The court found that Mr. Desmond’s failure to interview either Chief McLean or DC Burgess amounted to a breach of procedural fairness. In this case, Chief McLean and DC Burgess were both central to the allegations of discrimination. Although the court found some merit to the Commission’s argument that their evidence was included in the HRM response and a reasonable person would not believe that they would provide additional relevant information above and beyond that, the court noted that the operative question is whether the failure to interview them was a failure to investigate obviously crucial evidence to the investigation. The court found that it was reasonable to believe that Chief McLean and DC Burgess had additional crucial information to offer, such that conducting an interview with them was necessary for a thorough investigation. This is especially since: (i) it could be inferred that Mr. Desmond himself recognized that interviews with Chief McLean and DC Burgess were relevant to his investigation as he originally scheduled interviews with them (and there was no explanation why he never went forward with the interviews) and (ii) the HRM report suffered from limitations inherent to written submissions (in an interview, the investigator has the ability to ask follow-up questions, challenge opinions and make limited credibility assessments).
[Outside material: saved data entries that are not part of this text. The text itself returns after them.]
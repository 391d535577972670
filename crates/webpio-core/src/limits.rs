use serde::{Deserialize, Serialize};

use crate::error::{Error, Result};
use crate::metadata::ImageMetadata;

/// Resource limits applied before a bitstream is decoded.
///
/// All fields default to `None` (no limit).
#[derive(Clone, Debug, Default, PartialEq, Eq, Serialize, Deserialize)]
#[serde(default)]
pub struct Limits {
    pub max_width: Option<u64>,
    pub max_height: Option<u64>,
    /// Maximum pixel count (width * height).
    pub max_pixels: Option<u64>,
    /// Maximum size in bytes of the decoded canonical buffer.
    pub max_memory_bytes: Option<u64>,
}

impl Limits {
    /// No limits.
    pub fn none() -> Self {
        Self::default()
    }

    /// Check probed image metadata against the limits.
    pub(crate) fn check(&self, meta: &ImageMetadata) -> Result<()> {
        let (width, height) = (meta.width(), meta.height());
        if let Some(max_w) = self.max_width {
            if u64::from(width) > max_w {
                return Err(Error::LimitExceeded(format!(
                    "width {width} exceeds limit {max_w}"
                )));
            }
        }
        if let Some(max_h) = self.max_height {
            if u64::from(height) > max_h {
                return Err(Error::LimitExceeded(format!(
                    "height {height} exceeds limit {max_h}"
                )));
            }
        }
        let pixels = meta.pixel_count();
        if let Some(max_px) = self.max_pixels {
            if pixels > max_px {
                return Err(Error::LimitExceeded(format!(
                    "pixel count {pixels} exceeds limit {max_px}"
                )));
            }
        }
        if let Some(max_mem) = self.max_memory_bytes {
            let bytes = pixels.saturating_mul(meta.channels() as u64);
            if bytes > max_mem {
                return Err(Error::LimitExceeded(format!(
                    "allocation {bytes} bytes exceeds memory limit {max_mem}"
                )));
            }
        }
        Ok(())
    }
}
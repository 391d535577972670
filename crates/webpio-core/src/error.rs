//! Error type shared by every stage of the WebP read/write pipeline.

use thiserror::Error;

/// Errors that can occur while adapting, encoding or decoding an image.
#[derive(Debug, Error)]
#[non_exhaustive]
pub enum Error {
    /// The source raster is inconsistent (dimensions, stride, sample depth)
    /// or references a palette entry that does not exist.
    #[error("Invalid pixel data: {0}")]
    InvalidPixelData(String),

    /// The requested compression type is not one of `Lossy` or `Lossless`.
    #[error("Unsupported compression type: {0:?} (expected \"Lossy\" or \"Lossless\")")]
    UnsupportedCompressionType(String),

    /// The requested compression quality is outside `0.0..=1.0`.
    #[error("Invalid compression quality: {0} (must be between 0.0 and 1.0)")]
    InvalidQuality(f32),

    /// libwebp rejected the encode call.
    #[error("WebP encoding failed: {0}")]
    EncodeFailure(String),

    /// libwebp could not decode the bitstream (truncated, bad signature,
    /// unsupported feature).
    #[error("WebP decoding failed: {0}")]
    DecodeFailure(String),

    /// A buffer/dimension precondition failed before reaching the codec.
    #[error("Internal invariant violated: {0}")]
    InternalInvariantViolation(String),

    /// The image exceeds the configured resource limits.
    #[error("Limit exceeded: {0}")]
    LimitExceeded(String),

    /// Reading from the source or writing to the sink failed.
    #[error("I/O error: {0}")]
    Io(#[from] std::io::Error),
}

/// Result alias used throughout the crate.
pub type Result<T, E = Error> = std::result::Result<T, E>;
//! Conversions between [`Raster`] and the `image` crate's `DynamicImage`.

use image::{DynamicImage, RgbImage, RgbaImage};

use crate::error::{Error, Result};
use crate::pixel::{pack, CanonicalLayout};
use crate::raster::Raster;

impl Raster<'static> {
    /// Copy a `DynamicImage` into an owned raster.
    ///
    /// 8-bit gray, RGB and RGBA images keep their layout. Every other
    /// variant is converted to 8-bit RGBA if it carries alpha, RGB otherwise.
    ///
    /// # Errors
    ///
    /// Returns `Error::InvalidPixelData` if the image has a zero dimension.
    pub fn from_dynamic_image(img: &DynamicImage) -> Result<Self> {
        let (width, height) = (img.width(), img.height());
        match img {
            DynamicImage::ImageLuma8(gray) => Raster::gray(gray.as_raw().clone(), width, height),
            DynamicImage::ImageRgb8(rgb) => Raster::rgb(rgb.as_raw().clone(), width, height),
            DynamicImage::ImageRgba8(rgba) => Raster::rgba(rgba.as_raw().clone(), width, height),
            other if other.color().has_alpha() => {
                Raster::rgba(other.to_rgba8().into_raw(), width, height)
            }
            other => Raster::rgb(other.to_rgb8().into_raw(), width, height),
        }
    }
}

impl Raster<'_> {
    /// Canonicalize into an `ImageRgb8` or `ImageRgba8`.
    ///
    /// # Errors
    ///
    /// Returns `Error::InvalidPixelData` if the raster cannot be packed.
    pub fn to_dynamic_image(&self) -> Result<DynamicImage> {
        let packed = pack(self)?;
        let (width, height) = (packed.width(), packed.height());
        let mismatch = || {
            Error::InternalInvariantViolation(format!(
                "canonical buffer does not fit a {width}x{height} image"
            ))
        };
        match packed.layout() {
            CanonicalLayout::Rgb => RgbImage::from_raw(width, height, packed.into_vec())
                .map(DynamicImage::ImageRgb8)
                .ok_or_else(mismatch),
            CanonicalLayout::Rgba => RgbaImage::from_raw(width, height, packed.into_vec())
                .map(DynamicImage::ImageRgba8)
                .ok_or_else(mismatch),
        }
    }
}
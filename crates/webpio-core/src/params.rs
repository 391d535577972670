//! Encode parameters: the caller-facing request and its validated snapshot.
//!
//! [`WriteParam`] is set field by field and may hold anything the caller
//! asked for, including unknown compression type names. Only
//! [`WriteParam::validate`] turns it into an [`EncodeParameters`], the
//! immutable value the codec receives.
//!
//! # Quality
//!
//! Quality is a factor in `0.0..=1.0` for both compression types:
//!
//! * Lossy: 0.0 = smallest file / lowest fidelity, 1.0 = largest file /
//!   highest fidelity
//! * Lossless: output is always exact; quality trades encoding effort for
//!   size, 0.0 = fastest, 1.0 = slowest and smallest

use std::fmt;
use std::str::FromStr;

use serde::{Deserialize, Serialize};

use crate::error::{Error, Result};

/// Quality used when none is requested.
pub const DEFAULT_QUALITY: f32 = 0.75;

/// libwebp `method` used for lossy encoding (libwebp's own default).
pub const LOSSY_METHOD: u8 = 4;

/// Highest libwebp `method` (slowest, best compression).
pub const MAX_METHOD: u8 = 6;

/// WebP compression mode.
#[derive(Debug, Clone, Copy, PartialEq, Eq, Hash, Default, Serialize, Deserialize)]
pub enum CompressionType {
    /// VP8 lossy compression.
    #[default]
    Lossy,
    /// VP8L lossless compression.
    Lossless,
}

impl CompressionType {
    /// Every supported compression type, in the order writers advertise them.
    pub const ALL: [CompressionType; 2] = [CompressionType::Lossy, CompressionType::Lossless];

    /// The name accepted by [`WriteParam::set_compression_type`].
    pub fn name(self) -> &'static str {
        match self {
            Self::Lossy => "Lossy",
            Self::Lossless => "Lossless",
        }
    }

    pub fn is_lossless(self) -> bool {
        self == Self::Lossless
    }
}

impl fmt::Display for CompressionType {
    fn fmt(&self, f: &mut fmt::Formatter<'_>) -> fmt::Result {
        f.write_str(self.name())
    }
}

impl FromStr for CompressionType {
    type Err = Error;

    fn from_str(s: &str) -> Result<Self> {
        Self::ALL
            .into_iter()
            .find(|t| t.name() == s)
            .ok_or_else(|| Error::UnsupportedCompressionType(s.to_string()))
    }
}

/// Mutable encode request, validated into [`EncodeParameters`] before use.
///
/// # Example
///
/// ```ignore
/// let mut param = WriteParam::new();
/// param.set_compression_type("Lossless");
/// param.set_compression_quality(1.0);
/// let params = param.validate()?;
/// ```
#[derive(Debug, Clone, Default, PartialEq, Serialize, Deserialize)]
#[serde(default)]
pub struct WriteParam {
    /// Requested compression type name; `None` means Lossy.
    compression_type: Option<String>,
    /// Requested quality; `None` means [`DEFAULT_QUALITY`].
    compression_quality: Option<f32>,
}

impl WriteParam {
    pub fn new() -> Self {
        Self::default()
    }

    /// Request a compression type by name (`"Lossy"` or `"Lossless"`).
    ///
    /// The name is checked by [`WriteParam::validate`].
    pub fn set_compression_type(&mut self, name: impl Into<String>) {
        self.compression_type = Some(name.into());
    }

    /// Request a compression type.
    pub fn set_compression(&mut self, compression: CompressionType) {
        self.compression_type = Some(compression.name().to_string());
    }

    /// Request a compression quality in `0.0..=1.0`.
    ///
    /// The value is checked by [`WriteParam::validate`].
    pub fn set_compression_quality(&mut self, quality: f32) {
        self.compression_quality = Some(quality);
    }

    /// Forget the requested compression type and quality.
    pub fn unset_compression(&mut self) {
        self.compression_type = None;
        self.compression_quality = None;
    }

    /// Builder form of [`WriteParam::set_compression`].
    pub fn with_compression(mut self, compression: CompressionType) -> Self {
        self.set_compression(compression);
        self
    }

    /// Builder form of [`WriteParam::set_compression_quality`].
    pub fn with_quality(mut self, quality: f32) -> Self {
        self.set_compression_quality(quality);
        self
    }

    pub fn compression_type(&self) -> Option<&str> {
        self.compression_type.as_deref()
    }

    pub fn compression_quality(&self) -> Option<f32> {
        self.compression_quality
    }

    /// Resolve defaults and check the request.
    ///
    /// The compression type is checked first, then the quality.
    ///
    /// # Errors
    ///
    /// - `Error::UnsupportedCompressionType` for an unknown type name
    /// - `Error::InvalidQuality` for a quality outside `0.0..=1.0` (or NaN)
    pub fn validate(&self) -> Result<EncodeParameters> {
        let compression_type = match self.compression_type.as_deref() {
            Some(name) => name.parse()?,
            None => CompressionType::Lossy,
        };
        let quality = self.compression_quality.unwrap_or(DEFAULT_QUALITY);
        EncodeParameters::new(compression_type, quality)
    }
}

/// Validated, immutable encode parameters.
#[derive(Debug, Clone, Copy, PartialEq, Serialize)]
pub struct EncodeParameters {
    compression_type: CompressionType,
    quality: f32,
}

impl Default for EncodeParameters {
    fn default() -> Self {
        Self {
            compression_type: CompressionType::Lossy,
            quality: DEFAULT_QUALITY,
        }
    }
}

impl EncodeParameters {
    /// # Errors
    ///
    /// Returns `Error::InvalidQuality` if `quality` is outside `0.0..=1.0`.
    pub fn new(compression_type: CompressionType, quality: f32) -> Result<Self> {
        if !(0.0..=1.0).contains(&quality) {
            return Err(Error::InvalidQuality(quality));
        }
        Ok(Self {
            compression_type,
            quality,
        })
    }

    pub fn compression_type(&self) -> CompressionType {
        self.compression_type
    }

    pub fn quality(&self) -> f32 {
        self.quality
    }

    /// Settings in the units libwebp expects.
    pub fn codec_settings(&self) -> CodecSettings {
        let lossless = self.compression_type.is_lossless();
        let method = if lossless {
            (self.quality * f32::from(MAX_METHOD)).round() as u8
        } else {
            LOSSY_METHOD
        };
        CodecSettings {
            lossless,
            quality: self.quality * 100.0,
            method,
            exact: lossless,
        }
    }
}

/// Codec-ready encoder settings derived from [`EncodeParameters`].
#[derive(Debug, Clone, Copy, PartialEq)]
pub struct CodecSettings {
    /// Use the VP8L lossless encoder.
    pub lossless: bool,
    /// libwebp quality, 0 to 100.
    pub quality: f32,
    /// libwebp speed/effort trade-off, 0 (fast) to 6 (slow).
    pub method: u8,
    /// Keep RGB values under fully transparent pixels.
    pub exact: bool,
}

#[cfg(test)]
mod tests {
    use super::*;

    #[test]
    fn test_parse_compression_type() {
        assert_eq!("Lossy".parse::<CompressionType>().unwrap(), CompressionType::Lossy);
        assert_eq!(
            "Lossless".parse::<CompressionType>().unwrap(),
            CompressionType::Lossless
        );
        assert!(matches!(
            "lossless".parse::<CompressionType>(),
            Err(Error::UnsupportedCompressionType(name)) if name == "lossless"
        ));
        assert!(matches!(
            "".parse::<CompressionType>(),
            Err(Error::UnsupportedCompressionType(_))
        ));
    }

    #[test]
    fn test_display_round_trips_through_parse() {
        for t in CompressionType::ALL {
            assert_eq!(t.to_string().parse::<CompressionType>().unwrap(), t);
        }
    }

    #[test]
    fn test_defaults() {
        let params = WriteParam::new().validate().unwrap();
        assert_eq!(params.compression_type(), CompressionType::Lossy);
        assert_eq!(params.quality(), DEFAULT_QUALITY);
        assert_eq!(params, EncodeParameters::default());
    }

    #[test]
    fn test_default_type_with_explicit_quality() {
        let mut param = WriteParam::new();
        param.set_compression_quality(0.3);
        let params = param.validate().unwrap();
        assert_eq!(params.compression_type(), CompressionType::Lossy);
        assert_eq!(params.quality(), 0.3);
    }

    #[test]
    fn test_unset_compression_restores_defaults() {
        let mut param = WriteParam::new();
        param.set_compression(CompressionType::Lossless);
        param.set_compression_quality(0.1);
        param.unset_compression();
        assert_eq!(param.validate().unwrap(), EncodeParameters::default());
    }

    #[test]
    fn test_unknown_type_rejected() {
        let mut param = WriteParam::new();
        param.set_compression_type("Lossier");
        assert!(matches!(
            param.validate(),
            Err(Error::UnsupportedCompressionType(_))
        ));
    }

    #[test]
    fn test_type_checked_before_quality() {
        let mut param = WriteParam::new();
        param.set_compression_type("JPEG");
        param.set_compression_quality(7.0);
        assert!(matches!(
            param.validate(),
            Err(Error::UnsupportedCompressionType(_))
        ));
    }

    #[test]
    fn test_quality_boundaries() {
        for t in CompressionType::ALL {
            for q in [0.0, 1.0] {
                let params = WriteParam::new()
                    .with_compression(t)
                    .with_quality(q)
                    .validate()
                    .unwrap();
                assert_eq!(params.quality(), q);
                assert_eq!(params.compression_type(), t);
            }
            for q in [-0.01, 1.01, f32::NAN, f32::INFINITY] {
                let result = WriteParam::new().with_compression(t).with_quality(q).validate();
                assert!(
                    matches!(result, Err(Error::InvalidQuality(_))),
                    "quality {q} for {t} should be rejected"
                );
            }
        }
    }

    #[test]
    fn test_lossy_codec_settings() {
        let params = EncodeParameters::new(CompressionType::Lossy, 0.9).unwrap();
        let settings = params.codec_settings();
        assert!(!settings.lossless);
        assert!(!settings.exact);
        assert_eq!(settings.method, LOSSY_METHOD);
        assert!((settings.quality - 90.0).abs() < 1e-3);
    }

    #[test]
    fn test_lossless_quality_maps_to_effort() {
        let method = |q| {
            EncodeParameters::new(CompressionType::Lossless, q)
                .unwrap()
                .codec_settings()
                .method
        };
        assert_eq!(method(0.0), 0);
        assert_eq!(method(0.5), 3);
        assert_eq!(method(1.0), MAX_METHOD);

        let settings = EncodeParameters::new(CompressionType::Lossless, 0.5)
            .unwrap()
            .codec_settings();
        assert!(settings.lossless);
        assert!(settings.exact);
    }
}

// ============================================================================
// Property-Based Tests
// ============================================================================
Given that the court found the Commission’s investigation into the complaint breached procedural fairness, this was sufficient in and of itself to invalidate the Commission’s investigation into the complaint and render the Commissioners unable to make a proper screening determination on this case based on the sufficiency of the record before them. The court therefore found it unnecessary to address the other grounds of review raised by the applicant. The court quashed the decision and remitted the complaint back to the Commission to be re-considered after a fresh investigation, conducted by an investigator with no prior contact with her complaint file.